------ Data shown ------

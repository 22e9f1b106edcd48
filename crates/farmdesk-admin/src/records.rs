//! Admin record types and their queryable fields.
//!
//! Each record implements [`Record`] so it can be handed to a
//! [`ListEngine`](farmdesk_query::ListEngine) with `UserRecord::accessor` and
//! friends. Closed enums are exposed to the engine through their display
//! label, which is also what the list screens show.

use std::fmt;

use farmdesk_query::{Number, Record, Timestamp, Value};
use serde::{Deserialize, Serialize};

/// Account role.
#[derive(Debug, Clone, Copy, PartialEq, Eq, Hash, Serialize, Deserialize)]
pub enum Role {
    #[serde(rename = "Farm Owner")]
    FarmOwner,
    #[serde(rename = "Worker")]
    Worker,
}

impl Role {
    /// Display label, e.g. `"Farm Owner"`.
    pub fn as_str(self) -> &'static str {
        match self {
            Role::FarmOwner => "Farm Owner",
            Role::Worker => "Worker",
        }
    }
}

impl fmt::Display for Role {
    fn fmt(&self, f: &mut fmt::Formatter<'_>) -> fmt::Result {
        f.write_str(self.as_str())
    }
}

/// Whether a user or farm is enabled.
#[derive(Debug, Clone, Copy, PartialEq, Eq, Hash, Serialize, Deserialize)]
#[serde(rename_all = "lowercase")]
pub enum Status {
    Active,
    Inactive,
}

impl Status {
    pub fn as_str(self) -> &'static str {
        match self {
            Status::Active => "active",
            Status::Inactive => "inactive",
        }
    }
}

impl fmt::Display for Status {
    fn fmt(&self, f: &mut fmt::Formatter<'_>) -> fmt::Result {
        f.write_str(self.as_str())
    }
}

/// What a notification is about.
#[derive(Debug, Clone, Copy, PartialEq, Eq, Hash, Serialize, Deserialize)]
#[serde(rename_all = "lowercase")]
pub enum NotificationKind {
    Farm,
    User,
    System,
    Alert,
}

impl NotificationKind {
    pub fn as_str(self) -> &'static str {
        match self {
            NotificationKind::Farm => "farm",
            NotificationKind::User => "user",
            NotificationKind::System => "system",
            NotificationKind::Alert => "alert",
        }
    }
}

impl fmt::Display for NotificationKind {
    fn fmt(&self, f: &mut fmt::Formatter<'_>) -> fmt::Result {
        f.write_str(self.as_str())
    }
}

/// A platform user as listed on the users screen.
#[derive(Debug, Clone, PartialEq, Eq, Serialize, Deserialize)]
pub struct UserRecord {
    pub id: u32,
    pub name: String,
    pub email: String,
    pub role: Role,
    pub farm: String,
    /// ISO date the user joined.
    pub joined: String,
    pub status: Status,
}

impl Record for UserRecord {
    fn field_value(&self, field: &str) -> Value<'_> {
        match field {
            "id" => Value::Number(Number::U64(self.id as u64)),
            "name" => Value::Text(&self.name),
            "email" => Value::Text(&self.email),
            "role" => Value::Text(self.role.as_str()),
            "farm" => Value::Text(&self.farm),
            "joined" => Value::Text(&self.joined),
            "status" => Value::Text(self.status.as_str()),
            _ => Value::None,
        }
    }
}

/// A registered farm as listed on the farms screen.
#[derive(Debug, Clone, PartialEq, Eq, Serialize, Deserialize)]
pub struct FarmRecord {
    pub id: u32,
    pub name: String,
    pub owner: String,
    pub email: String,
    pub location: String,
    pub created: String,
    pub fields: u32,
    pub tasks: u32,
    pub workers: u32,
    pub status: Status,
}

impl Record for FarmRecord {
    fn field_value(&self, field: &str) -> Value<'_> {
        match field {
            "id" => Value::from(self.id),
            "name" => Value::Text(&self.name),
            "owner" => Value::Text(&self.owner),
            "email" => Value::Text(&self.email),
            "location" => Value::Text(&self.location),
            "created" => Value::Text(&self.created),
            "fields" => Value::from(self.fields),
            "tasks" => Value::from(self.tasks),
            "workers" => Value::from(self.workers),
            "status" => Value::Text(self.status.as_str()),
            _ => Value::None,
        }
    }
}

/// An entry in the admin notification center.
#[derive(Debug, Clone, PartialEq, Eq, Serialize, Deserialize)]
#[serde(rename_all = "camelCase")]
pub struct Notification {
    pub id: String,
    #[serde(rename = "type")]
    pub kind: NotificationKind,
    pub title: String,
    pub message: String,
    pub timestamp: Timestamp,
    pub is_read: bool,
}

impl Record for Notification {
    fn field_value(&self, field: &str) -> Value<'_> {
        match field {
            "id" => Value::Text(&self.id),
            "kind" => Value::Text(self.kind.as_str()),
            "title" => Value::Text(&self.title),
            "message" => Value::Text(&self.message),
            "timestamp" => Value::Date(self.timestamp),
            "read" => Value::Bool(self.is_read),
            _ => Value::None,
        }
    }
}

------

### Aim of the exercise:
Copy out every line of the records that the string "FarmRecord" appears in.

### Completed exercise:
pub struct FarmRecord {
impl Record for FarmRecord {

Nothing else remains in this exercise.